For the circuit below I am trying to calculate the combined time constant of charging. I know that for a single capacitor and resistor the equation is: T = RC. In order to calculate it for the series below would I be able to combine (R1 + R2) and (C1 + C2) and then use the time constant equation? Or should I figure out the separate time constants for R1,C1 and R2,C2 and then combine them somehow?

 

Try to combine (R1 + R2) and (C1 + C2) first.

 

But note that the value of two capacitors in series is not the sum of their values.

 

But note that the value of two capacitors in series is not the sum of their values.

OK so just to clarify that combining the resistor and capacitor values and then using the time constant equation will give the correct result?

And then in order to calculate the voltages across C1 and C2 once charging is complete (5T) would I use the following equation?:


If so would Vs for C2 be different from Vs for C1 as there is a voltage drop across each resistor?

 

OK so just to clarify that combining the resistor and capacitor values and then using the time constant equation will give the correct result?

Yes.

If so would Vs for C2 be different from Vs for C1 as there is a voltage drop across each resistor?

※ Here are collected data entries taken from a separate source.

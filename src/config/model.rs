// src/config/model.rs

use std::collections::BTreeMap;

use serde::Deserialize;

use crate::catalog::Catalog;
use crate::devices::DeviceEntry;
use crate::types::DefinitionStatus;

use super::policy::ExecutionPolicy;

/// Configuration as read from a TOML file, before validation.
///
/// ```toml
/// [policy]
/// stop_grace = "8s"
/// flag_dir = ".droidflow/flags"
///
/// [device.pixel-7]
/// connection = "192.168.1.20:5555"
///
/// [script.login]
/// interpreter = "python3"
/// path = "scripts/login.py"
///
/// [orchestration.morning]
/// status = "active"
/// steps = [
///   { order = 1, script = "login", timeout = "60s" },
/// ]
/// ```
#[derive(Debug, Clone, Default, Deserialize)]
pub struct RawConfigFile {
    #[serde(default)]
    pub policy: PolicySection,

    /// Keys are device ids.
    #[serde(default)]
    pub device: BTreeMap<String, DeviceConfig>,

    /// Keys are script names referenced by steps.
    #[serde(default)]
    pub script: BTreeMap<String, ScriptConfig>,

    #[serde(default)]
    pub orchestration: BTreeMap<String, OrchestrationConfig>,
}

/// A duration written either as a string with unit or as whole seconds.
#[derive(Debug, Clone, PartialEq, Eq, Deserialize)]
#[serde(untagged)]
pub enum DurationValue {
    Seconds(u64),
    Text(String),
}

/// `[policy]` section. Missing keys take the defaults from
/// [`ExecutionPolicy::default`].
#[derive(Debug, Clone, Default, Deserialize)]
pub struct PolicySection {
    pub min_step_timeout: Option<DurationValue>,
    pub stop_grace: Option<DurationValue>,
    pub terminate_grace: Option<DurationValue>,
    pub cancel_flag_ttl: Option<DurationValue>,
    pub output_drain_timeout: Option<DurationValue>,
    pub fallback_interpreters: Option<Vec<String>>,
    pub flag_dir: Option<String>,
    pub store_dir: Option<String>,
}

/// `[device.<id>]` section.
#[derive(Debug, Clone, Deserialize)]
pub struct DeviceConfig {
    /// Serial or `host:port`; defaults to the device id.
    pub connection: Option<String>,
    #[serde(default = "default_true")]
    pub online: bool,
    #[serde(default = "default_true")]
    pub active: bool,
    pub name: Option<String>,
}

fn default_true() -> bool {
    true
}

/// `[script.<name>]` section.
#[derive(Debug, Clone, Deserialize)]
pub struct ScriptConfig {
    pub interpreter: String,
    pub path: String,
    pub working_dir: Option<String>,
}

/// `[orchestration.<name>]` section.
#[derive(Debug, Clone, Deserialize)]
pub struct OrchestrationConfig {
    #[serde(default)]
    pub status: DefinitionStatus,
    pub description: Option<String>,
    #[serde(default)]
    pub steps: Vec<StepConfig>,
}

#[derive(Debug, Clone, Deserialize)]
pub struct StepConfig {
    pub order: u32,
    pub script: String,
    pub timeout: DurationValue,
}

/// Validated configuration.
#[derive(Debug, Clone)]
pub struct ConfigFile {
    pub policy: ExecutionPolicy,
    pub devices: Vec<DeviceEntry>,
    pub catalog: Catalog,
}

Are you asked for the voltages at 5T, when charging will be almost complete, or when charging is fully complete?
When charging is complete the current will be zero - no voltage across either resistor.

 

And then in order to calculate the voltages across C1 and C2 once charging is complete (5T) would I use the following equation?:

No, this equation is not needed. Try to google capacitor divider.

 

Yes.

Are you asked for the voltages at 5T, when charging will be almost complete, or when charging is fully complete?
When charging is complete the current will be zero - no voltage across either resistor.

The question says "fully charged" so I guess the voltages will be zero as you say. (maybe it was a trick question!)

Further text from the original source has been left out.